A Contemporary North American Prayer Book
by William John Fitzgerald
Skokie, IL: ACTA Publications, 2008
157 pages
Reviewed by Bobbie Bonk

William John Fitzgerald poetically begins A Contemporary North American Prayer Book with "The Great Story" and prays: "Bless this day, and all the days of our lives as they unfurl from your gracious hands, O Creator God!" (11). This is an appropriate beginning to an abbreviated and adapted Liturgy of the Hours, dedicated to prayerfully moving a person through the day, using the traditional times of Morning Prayer (Lauds), Midday Prayer (Nones and Angelus), and Night Prayer (Compline). Each of the three prayer times offers an opportunity to slow down and reflect, to engage with God about things that fill our days, including "Cell phones, iPods, blogs, Web sites, podcasts, networks..." (42).

The "Midday Prayers" take the reader to a "North American Island Retreat" for a pause in the midst of activity before beginning the work of the afternoon. A lunch blessing goes beyond the physical food that we eat to a mindfulness of the "more than" which can hold us in unity with God and others. Compline prayers include calling to mind gratitude, forgiveness, letting-go, or even something to take to our dreams.

A Contemporary North American Prayer Book is refreshing with its use of contemporary and inclusive language. Along with poetry and an innovative approach to scripture, quotations from a variety of inspired people such as Black Elk, Eleanor Roosevelt, Thomas Merton, Dorothy Day, Thomas Keating, and Joan Chittister are included.

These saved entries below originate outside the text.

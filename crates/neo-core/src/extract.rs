//! Loading NEOs from CSV and close approaches from JSON.
//!
//! The NEO file is a CSV export with (at least) the columns `pdes`, `name`,
//! `diameter` and `pha`. The close-approach file is a JSON document of the
//! form `{"fields": [...], "data": [[...], ...]}` where each data row lines up
//! with `fields`; the columns `des`, `cd`, `dist` and `v_rel` are used.

use std::fs::File;
use std::io::{BufReader, Read};
use std::path::Path;

use chrono::NaiveDateTime;
use serde::Deserialize;
use serde_json::Value;

use crate::error::{Error, Result};
use crate::models::{CloseApproach, NearEarthObject};

/// Format of the `cd` (close-approach date) column, e.g. `2000-Jan-01 00:12`.
pub const APPROACH_TIME_FORMAT: &str = "%Y-%b-%d %H:%M";

#[derive(Debug, Deserialize)]
struct NeoRow {
    pdes: String,
    #[serde(default)]
    name: Option<String>,
    #[serde(default)]
    diameter: Option<String>,
    #[serde(default)]
    pha: Option<String>,
}

#[derive(Debug, Deserialize)]
struct CadDocument {
    fields: Vec<String>,
    data: Vec<Vec<Value>>,
}

/// Read NEOs from a CSV file.
///
/// # Errors
///
/// Fails if the file cannot be opened or any row is malformed.
pub fn load_neos(path: impl AsRef<Path>) -> Result<Vec<NearEarthObject>> {
    let path = path.as_ref();
    tracing::debug!(path = %path.display(), "loading NEOs");
    let neos = read_neos(BufReader::new(File::open(path)?))?;
    tracing::info!(count = neos.len(), "loaded NEOs");
    Ok(neos)
}

/// Read NEOs from CSV data.
///
/// Empty `name` and `diameter` fields become `None`; `pha` is `false` when
/// empty or `N` and `true` otherwise.
///
/// # Errors
///
/// Returns [`Error::Csv`] for undecodable rows and [`Error::InvalidRecord`]
/// for an empty designation or a diameter that is not a finite number.
pub fn read_neos<R: Read>(reader: R) -> Result<Vec<NearEarthObject>> {
    let mut rows = csv::Reader::from_reader(reader);
    let mut neos = Vec::new();

    for (index, row) in rows.deserialize::<NeoRow>().enumerate() {
        let row_number = index + 1;
        let row = row?;

        let designation = row.pdes.trim();
        if designation.is_empty() {
            return Err(Error::InvalidRecord {
                row: row_number,
                message: "empty designation".to_string(),
            });
        }

        let name = non_empty(row.name.as_deref()).map(str::to_string);
        let diameter = non_empty(row.diameter.as_deref())
            .map(|d| parse_finite(d, "diameter", row_number))
            .transpose()?;
        let hazardous = !matches!(non_empty(row.pha.as_deref()), None | Some("N"));

        neos.push(NearEarthObject::new(designation, name, diameter, hazardous));
    }

    Ok(neos)
}

/// Read close approaches from a JSON file.
///
/// # Errors
///
/// Fails if the file cannot be opened or the document is malformed.
pub fn load_approaches(path: impl AsRef<Path>) -> Result<Vec<CloseApproach>> {
    let path = path.as_ref();
    tracing::debug!(path = %path.display(), "loading close approaches");
    let approaches = read_approaches(BufReader::new(File::open(path)?))?;
    tracing::info!(count = approaches.len(), "loaded close approaches");
    Ok(approaches)
}

/// Read close approaches from JSON data.
///
/// Numeric columns may be given as JSON numbers or as strings and must be
/// finite.
///
/// # Errors
///
/// Returns [`Error::Json`] for invalid JSON, [`Error::MissingColumn`] when a
/// required field is absent, and [`Error::InvalidRecord`] for bad rows.
pub fn read_approaches<R: Read>(reader: R) -> Result<Vec<CloseApproach>> {
    let document: CadDocument = serde_json::from_reader(reader)?;

    let column = |name: &'static str| {
        document
            .fields
            .iter()
            .position(|field| field == name)
            .ok_or(Error::MissingColumn(name))
    };
    let des = column("des")?;
    let cd = column("cd")?;
    let dist = column("dist")?;
    let v_rel = column("v_rel")?;

    document
        .data
        .iter()
        .enumerate()
        .map(|(index, row)| {
            let row_number = index + 1;
            let field = |at: usize, name: &str| {
                row.get(at)
                    .and_then(value_as_str)
                    .ok_or_else(|| Error::InvalidRecord {
                        row: row_number,
                        message: format!("missing {name}"),
                    })
            };
            let number = |at: usize, name: &str| -> Result<f64> {
                parse_finite(&field(at, name)?, name, row_number)
            };

            let designation = field(des, "des")?;
            let raw_time = field(cd, "cd")?;
            let time = NaiveDateTime::parse_from_str(&raw_time, APPROACH_TIME_FORMAT).map_err(
                |e| Error::InvalidRecord {
                    row: row_number,
                    message: format!("cd '{raw_time}': {e}"),
                },
            )?;

            Ok(CloseApproach::new(
                designation,
                time,
                number(dist, "dist")?,
                number(v_rel, "v_rel")?,
            ))
        })
        .collect()
}

/// Parse a numeric column, rejecting `nan` and infinities.
fn parse_finite(raw: &str, name: &str, row: usize) -> Result<f64> {
    match raw.parse::<f64>() {
        Ok(value) if value.is_finite() => Ok(value),
        Ok(_) => Err(Error::InvalidRecord {
            row,
            message: format!("{name} '{raw}' is not a finite number"),
        }),
        Err(e) => Err(Error::InvalidRecord {
            row,
            message: format!("{name} '{raw}': {e}"),
        }),
    }
}

fn non_empty(value: Option<&str>) -> Option<&str> {
    value.map(str::trim).filter(|v| !v.is_empty())
}

fn value_as_str(value: &Value) -> Option<String> {
    match value {
        Value::String(s) => Some(s.clone()),
        Value::Number(n) => Some(n.to_string()),
        _ => None,
    }
}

The flow is gentle, and in wonderful to linger and immerse oneself in God while praying the text.

Two unique litanies are also included: the "Litany of Work" which encompasses a wide variety of professions and vocations, and a "North American Litany of Saints," comprised of men and women, some of who are canonized by the Roman Catholic Church, and others who are not yet canonized.

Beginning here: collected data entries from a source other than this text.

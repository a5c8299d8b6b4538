//! In-memory database of NEOs and their close approaches.
//!
//! The database owns both collections. Each close approach is linked to the
//! NEO with the same designation by storing a [`NeoId`] handle, and each NEO
//! records the [`ApproachId`]s of its approaches. Handles are resolved through
//! the database, so there are no reference cycles between records.

use std::collections::HashMap;

use crate::error::Result;
use crate::filters::FilterSet;
use crate::models::{ApproachId, ApproachView, CloseApproach, NearEarthObject, NeoId};
use crate::query::query;
use crate::trie::NameTrie;

/// Linked collection of NEOs and close approaches.
#[derive(Debug)]
pub struct NeoDatabase {
    neos: Vec<NearEarthObject>,
    approaches: Vec<CloseApproach>,
    by_designation: HashMap<String, NeoId>,
    by_name: NameTrie,
}

impl NeoDatabase {
    /// Build a database and link approaches to their NEOs.
    ///
    /// Approaches whose designation matches no NEO stay unlinked; filters on
    /// NEO attributes report an error for them.
    #[must_use]
    pub fn new(mut neos: Vec<NearEarthObject>, mut approaches: Vec<CloseApproach>) -> Self {
        let by_designation: HashMap<String, NeoId> = neos
            .iter()
            .enumerate()
            .map(|(i, neo)| (neo.designation.clone(), NeoId(i)))
            .collect();

        for neo in &mut neos {
            neo.approaches.clear();
        }

        let mut unlinked = 0usize;
        for (i, approach) in approaches.iter_mut().enumerate() {
            approach.neo = by_designation.get(&approach.designation).copied();
            match approach.neo {
                Some(id) => neos[id.0].approaches.push(ApproachId(i)),
                None => unlinked += 1,
            }
        }
        if unlinked > 0 {
            tracing::warn!(unlinked, "close approaches without a matching NEO");
        }

        let by_name = neos
            .iter()
            .enumerate()
            .filter_map(|(i, neo)| neo.name.as_deref().map(|name| (name, NeoId(i))))
            .collect();

        tracing::debug!(
            neos = neos.len(),
            approaches = approaches.len(),
            "linked database"
        );

        Self {
            neos,
            approaches,
            by_designation,
            by_name,
        }
    }

    /// All NEOs, in load order.
    #[must_use]
    pub fn neos(&self) -> &[NearEarthObject] {
        &self.neos
    }

    /// All close approaches, in load order.
    #[must_use]
    pub fn approaches(&self) -> &[CloseApproach] {
        &self.approaches
    }

    /// Resolve a NEO handle.
    #[must_use]
    pub fn neo(&self, id: NeoId) -> Option<&NearEarthObject> {
        self.neos.get(id.0)
    }

    /// Resolve an approach handle.
    #[must_use]
    pub fn approach(&self, id: ApproachId) -> Option<&CloseApproach> {
        self.approaches.get(id.0)
    }

    /// The NEO an approach belongs to, if linked.
    #[must_use]
    pub fn neo_of(&self, approach: &CloseApproach) -> Option<&NearEarthObject> {
        approach.neo.and_then(|id| self.neo(id))
    }

    /// The approaches of a NEO, in load order.
    pub fn approaches_of<'a>(
        &'a self,
        neo: &'a NearEarthObject,
    ) -> impl Iterator<Item = &'a CloseApproach> + 'a {
        neo.approaches.iter().filter_map(|&id| self.approach(id))
    }

    /// Find a NEO by its primary designation.
    #[must_use]
    pub fn get_neo_by_designation(&self, designation: &str) -> Option<&NearEarthObject> {
        let found = self
            .by_designation
            .get(designation)
            .and_then(|&id| self.neo(id));
        tracing::debug!(designation, found = found.is_some(), "designation lookup");
        found
    }

    /// Find a NEO by its exact IAU name.
    #[must_use]
    pub fn get_neo_by_name(&self, name: &str) -> Option<&NearEarthObject> {
        let found = self.by_name.get(name).and_then(|id| self.neo(id));
        tracing::debug!(name, found = found.is_some(), "name lookup");
        found
    }

    /// Names of NEOs starting with `prefix`, in lexicographic order.
    #[must_use]
    pub fn names_with_prefix(&self, prefix: &str) -> Vec<String> {
        self.by_name
            .names_with_prefix(prefix)
            .into_iter()
            .map(|(name, _)| name)
            .collect()
    }

    /// Every approach paired with its NEO, in load order.
    pub fn views(&self) -> impl Iterator<Item = ApproachView<'_>> {
        self.approaches
            .iter()
            .map(|approach| ApproachView::new(approach, self.neo_of(approach)))
    }

    /// Lazily yield the approaches matching every filter, in load order.
    ///
    /// Combine with [`crate::limit`] to cap the number of results.
    pub fn query<'a, 'f>(
        &'a self,
        filters: &'f FilterSet,
    ) -> impl Iterator<Item = Result<&'a CloseApproach>> + use<'a, 'f> {
        tracing::debug!(filters = filters.len(), "querying close approaches");
        query(self.views(), filters).map(|view| view.map(|v| v.approach))
    }
}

In a section entitled "Thirty North American Pilgrimages," Fitzgerald encourages the reader or person of prayer to travel throughout areas in North America without leaving one’s own room by using imagination and guided imagery. In so doing, places like Niagara Falls, Saint Jude’s Children’s Hospital, the Basilica of Our Lady of Guadalupe, or even the beach at Santa Barbara, California, USA, take on a new sense of the Sacred. These places become holy ground where anyone can ponder the mystery of God in a delightfully new way.

The pages of this prayer book contain an invitation to deep contemplation as well as an awareness of the poor and the hungry, those who stand in the margins. One cannot help but be touched by the transformative power of the Spirit, and in doing so, reach out to others.

If spiritual directors and spiritual directees are looking for a way to praise God individually or together, these prayers are a powerful source for welcoming God’s presence in a creative and uplifting manner. This is one way of uniting North America and calling it to embrace the entire planet.

Bobbie Bonk works at a Roman Catholic church in Fort Collins, Colorado, USA. She facilitates retreats, offers spiritual direction, and volunteers with inmates at the Larimer County Detention Center. By participating in workshops for adult survivors of childhood abuse led by Mary’s Hope, she enhanced her spiritual direction training from The Center for Spirituality at Work in Denver, Colorado.